[Records contained in a dataset]
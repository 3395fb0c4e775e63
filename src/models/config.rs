use serde::{Deserialize, Serialize};
use std::{env, net::SocketAddr, path::PathBuf, time::Duration};

/// Rules the host picks in the lobby. Replicated to every client.
#[derive(Debug, Clone, Copy, PartialEq, Eq, Serialize, Deserialize)]
#[serde(rename_all = "camelCase")]
pub struct GameConfig {
    pub max_rounds: u32,
    /// Seconds each player gets for a hint.
    pub round_duration_base: u32,
    #[serde(default)]
    pub include_special_roles: bool,
}

impl Default for GameConfig {
    fn default() -> Self {
        Self {
            max_rounds: 3,
            round_duration_base: 20,
            include_special_roles: false,
        }
    }
}

impl GameConfig {
    pub fn is_valid(&self) -> bool {
        self.max_rounds > 0 && self.round_duration_base > 0
    }
}

/// Process level settings. Loaded from `OUTSIDER_*` variables.
#[derive(Debug, Clone)]
pub struct ServerConfig {
    pub bind_addr: SocketAddr,
    // 1 Hz turn clock
    pub tick_interval: Duration,
    // quiet period before a full state broadcast
    pub sync_debounce: Duration,
    // pause between the last vote and the score reveal
    pub reveal_delay: Duration,
    pub connect_timeout: Duration,
    // wait before a fresh client announces itself
    pub join_settle_delay: Duration,
    pub room_code_attempts: u32,
    pub default_game: GameConfig,
    pub word_packs_path: Option<PathBuf>,
    pub seed: Option<u64>,
}

impl Default for ServerConfig {
    fn default() -> Self {
        Self {
            bind_addr: SocketAddr::from(([127, 0, 0, 1], 8080)),
            tick_interval: Duration::from_millis(1000),
            sync_debounce: Duration::from_millis(50),
            reveal_delay: Duration::from_millis(1000),
            connect_timeout: Duration::from_millis(5000),
            join_settle_delay: Duration::from_millis(500),
            room_code_attempts: 3,
            default_game: GameConfig::default(),
            word_packs_path: None,
            seed: None,
        }
    }
}

fn env_millis(key: &str, default: Duration) -> Duration {
    env::var(key)
        .ok()
        .and_then(|v| v.parse::<u64>().ok())
        .map(Duration::from_millis)
        .unwrap_or(default)
}

impl ServerConfig {
    pub fn from_env() -> Self {
        let defaults = Self::default();

        let bind_addr = env::var("OUTSIDER_BIND_ADDR")
            .ok()
            .and_then(|v| v.parse::<SocketAddr>().ok())
            .unwrap_or(defaults.bind_addr);
        let tick_interval = env_millis("OUTSIDER_TICK_MS", defaults.tick_interval);
        let sync_debounce = env_millis("OUTSIDER_SYNC_DEBOUNCE_MS", defaults.sync_debounce);
        let reveal_delay = env_millis("OUTSIDER_REVEAL_DELAY_MS", defaults.reveal_delay);
        let connect_timeout = env_millis("OUTSIDER_CONNECT_TIMEOUT_MS", defaults.connect_timeout);
        let join_settle_delay = env_millis("OUTSIDER_JOIN_SETTLE_MS", defaults.join_settle_delay);
        let room_code_attempts = env::var("OUTSIDER_ROOM_CODE_ATTEMPTS")
            .ok()
            .and_then(|v| v.parse::<u32>().ok())
            .filter(|n| *n > 0)
            .unwrap_or(defaults.room_code_attempts);
        let max_rounds = env::var("OUTSIDER_MAX_ROUNDS")
            .ok()
            .and_then(|v| v.parse::<u32>().ok())
            .filter(|n| *n > 0)
            .unwrap_or(defaults.default_game.max_rounds);
        let round_duration_base = env::var("OUTSIDER_ROUND_SECONDS")
            .ok()
            .and_then(|v| v.parse::<u32>().ok())
            .filter(|n| *n > 0)
            .unwrap_or(defaults.default_game.round_duration_base);
        let include_special_roles = env::var("OUTSIDER_SPECIAL_ROLES")
            .map(|v| v == "true")
            .unwrap_or(defaults.default_game.include_special_roles);
        let word_packs_path = env::var("OUTSIDER_WORD_PACKS").ok().map(PathBuf::from);
        let seed = env::var("OUTSIDER_SEED")
            .ok()
            .and_then(|v| v.parse::<u64>().ok());

        Self {
            bind_addr,
            tick_interval,
            sync_debounce,
            reveal_delay,
            connect_timeout,
            join_settle_delay,
            room_code_attempts,
            default_game: GameConfig {
                max_rounds,
                round_duration_base,
                include_special_roles,
            },
            word_packs_path,
            seed,
        }
    }
}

Requirement:
Find the word "derive" in the data and copy out each line where it turns up.

Exercise answer:
#[derive(Debug, Clone, Copy, PartialEq, Eq, Serialize, Deserialize)]
#[derive(Debug, Clone)]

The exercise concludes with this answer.